##### INFORMATION #####

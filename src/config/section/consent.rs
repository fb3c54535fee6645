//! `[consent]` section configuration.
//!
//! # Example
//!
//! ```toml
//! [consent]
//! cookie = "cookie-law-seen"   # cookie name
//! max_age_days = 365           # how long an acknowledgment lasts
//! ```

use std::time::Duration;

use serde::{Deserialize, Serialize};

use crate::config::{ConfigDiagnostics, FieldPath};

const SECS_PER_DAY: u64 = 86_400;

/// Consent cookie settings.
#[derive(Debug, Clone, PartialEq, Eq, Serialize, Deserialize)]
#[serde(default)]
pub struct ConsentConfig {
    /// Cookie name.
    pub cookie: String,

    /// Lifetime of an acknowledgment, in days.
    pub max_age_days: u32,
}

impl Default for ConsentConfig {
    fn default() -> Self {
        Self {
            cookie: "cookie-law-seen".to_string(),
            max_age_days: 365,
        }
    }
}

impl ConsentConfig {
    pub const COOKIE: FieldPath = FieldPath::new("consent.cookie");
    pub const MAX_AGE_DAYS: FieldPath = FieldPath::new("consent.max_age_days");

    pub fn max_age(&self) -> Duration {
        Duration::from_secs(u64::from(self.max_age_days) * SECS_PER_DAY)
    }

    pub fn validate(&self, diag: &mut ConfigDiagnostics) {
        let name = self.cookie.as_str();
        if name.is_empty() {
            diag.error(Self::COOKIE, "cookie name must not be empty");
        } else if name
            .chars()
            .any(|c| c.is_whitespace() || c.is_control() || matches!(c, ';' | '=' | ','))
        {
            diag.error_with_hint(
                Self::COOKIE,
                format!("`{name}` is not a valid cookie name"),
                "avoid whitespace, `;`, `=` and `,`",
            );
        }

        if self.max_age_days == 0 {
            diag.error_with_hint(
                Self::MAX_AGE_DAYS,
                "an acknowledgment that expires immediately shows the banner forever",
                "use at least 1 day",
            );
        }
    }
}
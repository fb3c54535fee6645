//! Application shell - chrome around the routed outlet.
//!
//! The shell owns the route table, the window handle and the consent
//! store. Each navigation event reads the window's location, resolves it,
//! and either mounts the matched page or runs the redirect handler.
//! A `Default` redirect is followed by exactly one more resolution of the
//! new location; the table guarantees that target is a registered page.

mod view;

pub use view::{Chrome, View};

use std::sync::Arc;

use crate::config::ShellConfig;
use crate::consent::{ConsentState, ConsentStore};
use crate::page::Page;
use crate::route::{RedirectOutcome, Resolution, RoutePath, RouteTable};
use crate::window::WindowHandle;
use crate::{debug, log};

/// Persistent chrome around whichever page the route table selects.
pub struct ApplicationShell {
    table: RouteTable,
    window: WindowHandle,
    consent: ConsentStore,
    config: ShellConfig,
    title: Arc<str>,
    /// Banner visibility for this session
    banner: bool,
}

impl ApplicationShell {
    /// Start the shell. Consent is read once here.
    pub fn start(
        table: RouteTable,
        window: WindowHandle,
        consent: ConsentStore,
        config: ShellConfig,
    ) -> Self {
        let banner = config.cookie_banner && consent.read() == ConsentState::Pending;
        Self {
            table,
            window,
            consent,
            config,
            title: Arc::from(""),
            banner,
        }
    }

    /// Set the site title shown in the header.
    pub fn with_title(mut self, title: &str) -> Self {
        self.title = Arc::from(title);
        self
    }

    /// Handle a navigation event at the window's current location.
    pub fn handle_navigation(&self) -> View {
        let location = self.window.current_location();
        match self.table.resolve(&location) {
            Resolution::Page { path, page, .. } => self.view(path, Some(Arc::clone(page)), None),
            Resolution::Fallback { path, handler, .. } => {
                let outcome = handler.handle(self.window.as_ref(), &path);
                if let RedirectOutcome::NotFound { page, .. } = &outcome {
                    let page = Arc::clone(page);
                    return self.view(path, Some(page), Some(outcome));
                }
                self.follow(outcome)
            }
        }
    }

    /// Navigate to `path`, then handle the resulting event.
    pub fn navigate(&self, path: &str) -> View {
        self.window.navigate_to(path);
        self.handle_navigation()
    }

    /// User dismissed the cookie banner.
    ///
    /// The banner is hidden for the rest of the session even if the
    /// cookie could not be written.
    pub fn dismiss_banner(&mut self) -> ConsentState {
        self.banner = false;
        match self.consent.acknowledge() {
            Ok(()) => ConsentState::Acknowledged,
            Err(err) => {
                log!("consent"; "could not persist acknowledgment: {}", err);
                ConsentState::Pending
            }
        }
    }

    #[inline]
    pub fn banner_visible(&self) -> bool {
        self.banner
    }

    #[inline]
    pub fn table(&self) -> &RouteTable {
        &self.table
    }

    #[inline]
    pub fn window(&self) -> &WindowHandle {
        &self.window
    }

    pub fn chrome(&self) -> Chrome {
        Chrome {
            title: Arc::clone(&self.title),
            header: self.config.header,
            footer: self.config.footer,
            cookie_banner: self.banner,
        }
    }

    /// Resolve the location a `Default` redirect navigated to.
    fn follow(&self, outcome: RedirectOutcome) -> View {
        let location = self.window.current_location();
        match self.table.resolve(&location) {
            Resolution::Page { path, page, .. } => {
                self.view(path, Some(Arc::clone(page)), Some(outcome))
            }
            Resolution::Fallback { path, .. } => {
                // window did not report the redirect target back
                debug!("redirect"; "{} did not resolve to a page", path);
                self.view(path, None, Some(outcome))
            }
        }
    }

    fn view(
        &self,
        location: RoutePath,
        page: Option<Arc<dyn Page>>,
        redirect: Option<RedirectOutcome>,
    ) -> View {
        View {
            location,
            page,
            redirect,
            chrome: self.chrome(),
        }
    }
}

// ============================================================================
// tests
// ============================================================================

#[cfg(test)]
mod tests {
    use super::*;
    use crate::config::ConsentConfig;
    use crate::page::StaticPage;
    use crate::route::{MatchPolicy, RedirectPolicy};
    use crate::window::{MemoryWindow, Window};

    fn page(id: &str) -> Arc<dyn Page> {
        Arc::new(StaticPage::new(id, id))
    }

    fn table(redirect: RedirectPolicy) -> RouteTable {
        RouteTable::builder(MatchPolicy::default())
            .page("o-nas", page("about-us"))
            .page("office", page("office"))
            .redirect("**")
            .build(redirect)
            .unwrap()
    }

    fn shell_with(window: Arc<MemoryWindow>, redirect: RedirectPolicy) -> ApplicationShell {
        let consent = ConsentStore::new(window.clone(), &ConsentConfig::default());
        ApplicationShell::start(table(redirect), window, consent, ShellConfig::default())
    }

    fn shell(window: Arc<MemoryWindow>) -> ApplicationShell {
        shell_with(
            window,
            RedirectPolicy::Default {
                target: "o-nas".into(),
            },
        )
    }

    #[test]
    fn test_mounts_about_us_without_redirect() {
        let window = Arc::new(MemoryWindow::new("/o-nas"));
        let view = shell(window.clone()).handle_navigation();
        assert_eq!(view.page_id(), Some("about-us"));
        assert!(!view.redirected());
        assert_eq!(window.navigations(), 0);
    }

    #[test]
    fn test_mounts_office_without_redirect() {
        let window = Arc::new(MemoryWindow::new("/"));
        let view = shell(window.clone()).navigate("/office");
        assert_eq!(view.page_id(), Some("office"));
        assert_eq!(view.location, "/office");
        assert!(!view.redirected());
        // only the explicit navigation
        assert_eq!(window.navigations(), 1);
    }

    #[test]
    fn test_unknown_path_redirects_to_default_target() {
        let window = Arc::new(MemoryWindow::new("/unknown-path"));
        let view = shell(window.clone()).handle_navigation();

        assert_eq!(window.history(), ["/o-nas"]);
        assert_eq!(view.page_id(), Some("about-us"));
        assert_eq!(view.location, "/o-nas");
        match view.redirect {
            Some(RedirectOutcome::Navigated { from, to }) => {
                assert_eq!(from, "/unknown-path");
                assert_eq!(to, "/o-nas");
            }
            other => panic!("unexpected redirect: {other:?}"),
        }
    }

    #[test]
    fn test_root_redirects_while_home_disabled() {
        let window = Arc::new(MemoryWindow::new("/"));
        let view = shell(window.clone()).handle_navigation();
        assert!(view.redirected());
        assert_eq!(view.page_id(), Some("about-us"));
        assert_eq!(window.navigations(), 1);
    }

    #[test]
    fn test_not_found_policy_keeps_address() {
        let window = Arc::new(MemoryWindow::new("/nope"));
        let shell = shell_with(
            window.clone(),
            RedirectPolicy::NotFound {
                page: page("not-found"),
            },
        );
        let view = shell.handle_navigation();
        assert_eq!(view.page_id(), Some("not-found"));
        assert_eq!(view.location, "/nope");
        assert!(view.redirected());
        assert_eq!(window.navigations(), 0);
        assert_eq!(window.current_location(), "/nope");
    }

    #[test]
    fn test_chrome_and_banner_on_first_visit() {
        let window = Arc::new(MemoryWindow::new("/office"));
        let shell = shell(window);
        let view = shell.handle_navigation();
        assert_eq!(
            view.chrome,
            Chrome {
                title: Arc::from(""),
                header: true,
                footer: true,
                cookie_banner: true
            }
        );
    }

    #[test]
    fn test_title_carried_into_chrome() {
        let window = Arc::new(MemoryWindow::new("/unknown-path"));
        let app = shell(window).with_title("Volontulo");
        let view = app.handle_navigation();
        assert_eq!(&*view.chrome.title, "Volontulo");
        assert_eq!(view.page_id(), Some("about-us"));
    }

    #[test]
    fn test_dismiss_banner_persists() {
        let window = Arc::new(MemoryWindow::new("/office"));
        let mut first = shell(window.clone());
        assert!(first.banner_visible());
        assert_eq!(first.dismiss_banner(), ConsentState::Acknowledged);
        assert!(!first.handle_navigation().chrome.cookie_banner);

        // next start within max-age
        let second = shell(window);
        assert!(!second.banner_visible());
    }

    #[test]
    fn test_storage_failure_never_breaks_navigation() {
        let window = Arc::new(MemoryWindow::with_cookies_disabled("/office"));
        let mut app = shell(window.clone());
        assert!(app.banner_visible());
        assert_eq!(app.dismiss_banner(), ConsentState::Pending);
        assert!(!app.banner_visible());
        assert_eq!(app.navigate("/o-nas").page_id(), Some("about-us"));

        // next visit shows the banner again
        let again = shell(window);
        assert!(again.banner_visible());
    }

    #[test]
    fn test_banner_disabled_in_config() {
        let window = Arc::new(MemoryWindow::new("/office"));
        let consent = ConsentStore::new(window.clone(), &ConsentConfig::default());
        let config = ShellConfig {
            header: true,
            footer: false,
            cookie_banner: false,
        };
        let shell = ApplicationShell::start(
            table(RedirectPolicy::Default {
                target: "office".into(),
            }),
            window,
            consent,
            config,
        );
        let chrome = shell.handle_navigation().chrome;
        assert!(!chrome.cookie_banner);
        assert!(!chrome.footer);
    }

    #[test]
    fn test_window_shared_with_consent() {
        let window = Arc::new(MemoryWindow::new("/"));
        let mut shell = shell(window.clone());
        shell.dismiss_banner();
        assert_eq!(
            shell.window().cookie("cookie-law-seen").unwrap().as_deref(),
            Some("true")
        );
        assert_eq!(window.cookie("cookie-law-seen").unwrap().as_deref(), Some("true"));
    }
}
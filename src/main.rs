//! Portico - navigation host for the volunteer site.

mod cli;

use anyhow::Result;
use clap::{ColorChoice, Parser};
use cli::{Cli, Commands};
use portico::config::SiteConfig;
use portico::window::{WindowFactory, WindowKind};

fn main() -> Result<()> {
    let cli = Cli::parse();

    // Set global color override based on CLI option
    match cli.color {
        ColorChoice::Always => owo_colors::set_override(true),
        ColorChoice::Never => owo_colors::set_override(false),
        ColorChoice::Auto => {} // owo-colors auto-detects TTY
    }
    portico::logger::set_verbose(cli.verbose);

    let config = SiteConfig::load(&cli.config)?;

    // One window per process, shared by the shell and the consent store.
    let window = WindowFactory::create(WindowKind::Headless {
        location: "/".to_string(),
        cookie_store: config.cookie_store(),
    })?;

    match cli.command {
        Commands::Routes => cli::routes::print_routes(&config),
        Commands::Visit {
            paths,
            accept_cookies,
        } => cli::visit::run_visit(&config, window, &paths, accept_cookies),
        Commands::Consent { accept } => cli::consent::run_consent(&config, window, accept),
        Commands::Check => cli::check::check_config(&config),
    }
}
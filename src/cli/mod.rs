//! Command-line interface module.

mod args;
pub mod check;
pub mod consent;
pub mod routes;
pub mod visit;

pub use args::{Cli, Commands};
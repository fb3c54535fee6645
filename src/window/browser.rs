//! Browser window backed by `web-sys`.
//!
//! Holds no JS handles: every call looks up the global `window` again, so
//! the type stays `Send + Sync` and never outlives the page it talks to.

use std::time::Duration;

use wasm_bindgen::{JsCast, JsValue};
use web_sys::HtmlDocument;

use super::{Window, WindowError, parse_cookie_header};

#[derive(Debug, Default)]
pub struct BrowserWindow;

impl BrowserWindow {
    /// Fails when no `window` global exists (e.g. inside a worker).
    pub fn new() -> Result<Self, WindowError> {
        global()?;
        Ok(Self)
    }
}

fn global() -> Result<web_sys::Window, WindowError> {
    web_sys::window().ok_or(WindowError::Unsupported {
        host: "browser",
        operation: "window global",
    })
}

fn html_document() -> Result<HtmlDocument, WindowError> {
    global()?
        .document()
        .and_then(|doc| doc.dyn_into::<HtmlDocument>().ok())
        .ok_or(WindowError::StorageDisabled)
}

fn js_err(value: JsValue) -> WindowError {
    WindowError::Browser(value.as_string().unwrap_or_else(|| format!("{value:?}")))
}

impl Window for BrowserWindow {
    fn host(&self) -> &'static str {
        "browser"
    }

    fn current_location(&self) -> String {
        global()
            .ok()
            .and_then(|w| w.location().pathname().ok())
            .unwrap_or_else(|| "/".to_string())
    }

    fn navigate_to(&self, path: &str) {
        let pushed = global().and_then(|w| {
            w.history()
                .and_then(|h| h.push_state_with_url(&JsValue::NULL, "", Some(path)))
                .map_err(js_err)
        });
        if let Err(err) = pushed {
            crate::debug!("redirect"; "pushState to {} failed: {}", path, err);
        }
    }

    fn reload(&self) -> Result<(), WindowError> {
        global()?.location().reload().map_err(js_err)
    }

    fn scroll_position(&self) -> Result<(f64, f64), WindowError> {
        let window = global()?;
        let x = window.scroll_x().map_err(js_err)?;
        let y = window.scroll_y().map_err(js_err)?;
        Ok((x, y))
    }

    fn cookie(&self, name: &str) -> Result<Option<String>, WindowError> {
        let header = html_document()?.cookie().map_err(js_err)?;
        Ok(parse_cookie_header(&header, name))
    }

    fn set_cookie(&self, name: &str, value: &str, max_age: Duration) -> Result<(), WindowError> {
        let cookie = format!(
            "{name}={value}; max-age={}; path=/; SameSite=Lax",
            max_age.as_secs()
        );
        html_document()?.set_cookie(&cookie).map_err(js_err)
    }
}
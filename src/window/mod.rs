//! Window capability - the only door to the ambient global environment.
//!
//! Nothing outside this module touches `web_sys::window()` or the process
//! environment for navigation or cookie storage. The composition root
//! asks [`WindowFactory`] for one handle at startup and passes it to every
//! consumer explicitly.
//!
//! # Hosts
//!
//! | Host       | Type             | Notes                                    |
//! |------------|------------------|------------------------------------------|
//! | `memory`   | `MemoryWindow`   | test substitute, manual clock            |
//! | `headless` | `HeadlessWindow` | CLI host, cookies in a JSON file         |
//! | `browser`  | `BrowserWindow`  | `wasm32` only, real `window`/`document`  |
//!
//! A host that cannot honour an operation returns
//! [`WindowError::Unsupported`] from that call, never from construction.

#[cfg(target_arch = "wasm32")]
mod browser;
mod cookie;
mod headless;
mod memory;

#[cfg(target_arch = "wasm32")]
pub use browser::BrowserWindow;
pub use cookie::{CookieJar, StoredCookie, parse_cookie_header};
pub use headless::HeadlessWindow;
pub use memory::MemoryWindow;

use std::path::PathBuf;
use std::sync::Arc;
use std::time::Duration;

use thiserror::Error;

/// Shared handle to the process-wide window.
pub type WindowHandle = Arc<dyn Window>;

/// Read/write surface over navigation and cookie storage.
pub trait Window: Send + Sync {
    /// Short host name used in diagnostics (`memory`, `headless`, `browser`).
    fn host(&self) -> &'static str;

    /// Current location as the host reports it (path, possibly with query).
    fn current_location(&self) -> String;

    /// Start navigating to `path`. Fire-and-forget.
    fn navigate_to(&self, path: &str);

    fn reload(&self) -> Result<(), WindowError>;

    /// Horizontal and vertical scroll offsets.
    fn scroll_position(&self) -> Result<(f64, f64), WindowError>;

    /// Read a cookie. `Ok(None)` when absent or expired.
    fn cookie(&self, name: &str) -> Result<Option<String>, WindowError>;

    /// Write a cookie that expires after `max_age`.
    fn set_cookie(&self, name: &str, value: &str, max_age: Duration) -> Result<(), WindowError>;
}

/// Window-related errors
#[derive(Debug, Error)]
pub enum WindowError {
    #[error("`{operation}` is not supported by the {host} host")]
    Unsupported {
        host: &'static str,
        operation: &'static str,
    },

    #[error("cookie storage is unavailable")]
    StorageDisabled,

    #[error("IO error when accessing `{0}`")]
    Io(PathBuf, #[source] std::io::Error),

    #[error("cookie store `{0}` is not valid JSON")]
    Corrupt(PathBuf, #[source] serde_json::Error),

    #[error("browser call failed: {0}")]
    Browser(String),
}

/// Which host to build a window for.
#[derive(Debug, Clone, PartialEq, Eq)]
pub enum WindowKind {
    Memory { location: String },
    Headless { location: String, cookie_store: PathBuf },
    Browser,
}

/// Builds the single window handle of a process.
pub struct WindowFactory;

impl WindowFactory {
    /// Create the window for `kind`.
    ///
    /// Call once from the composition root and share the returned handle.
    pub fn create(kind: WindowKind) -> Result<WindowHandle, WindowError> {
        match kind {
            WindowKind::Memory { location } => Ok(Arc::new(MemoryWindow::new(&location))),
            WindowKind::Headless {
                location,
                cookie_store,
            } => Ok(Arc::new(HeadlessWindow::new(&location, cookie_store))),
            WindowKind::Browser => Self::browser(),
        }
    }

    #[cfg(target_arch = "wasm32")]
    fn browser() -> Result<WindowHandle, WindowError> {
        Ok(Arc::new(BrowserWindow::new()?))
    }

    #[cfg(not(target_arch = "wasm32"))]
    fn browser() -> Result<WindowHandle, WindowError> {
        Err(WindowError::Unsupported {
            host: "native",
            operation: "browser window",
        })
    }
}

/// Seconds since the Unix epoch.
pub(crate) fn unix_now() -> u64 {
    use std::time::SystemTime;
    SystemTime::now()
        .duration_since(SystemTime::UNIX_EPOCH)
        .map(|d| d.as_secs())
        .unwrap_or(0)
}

#####

- YOUR TASK -
Exactly the lines above from the one with "test substitute, manual" to the one with "an operation returns", both included, are to be quoted; leave the rest out.

- REPLY TO THE TASK -
//! | `memory`   | `MemoryWindow`   | test substitute, manual clock            |
//! | `headless` | `HeadlessWindow` | CLI host, cookies in a JSON file         |
//! | `browser`  | `BrowserWindow`  | `wasm32` only, real `window`/`document`  |
//!
//! A host that cannot honour an operation returns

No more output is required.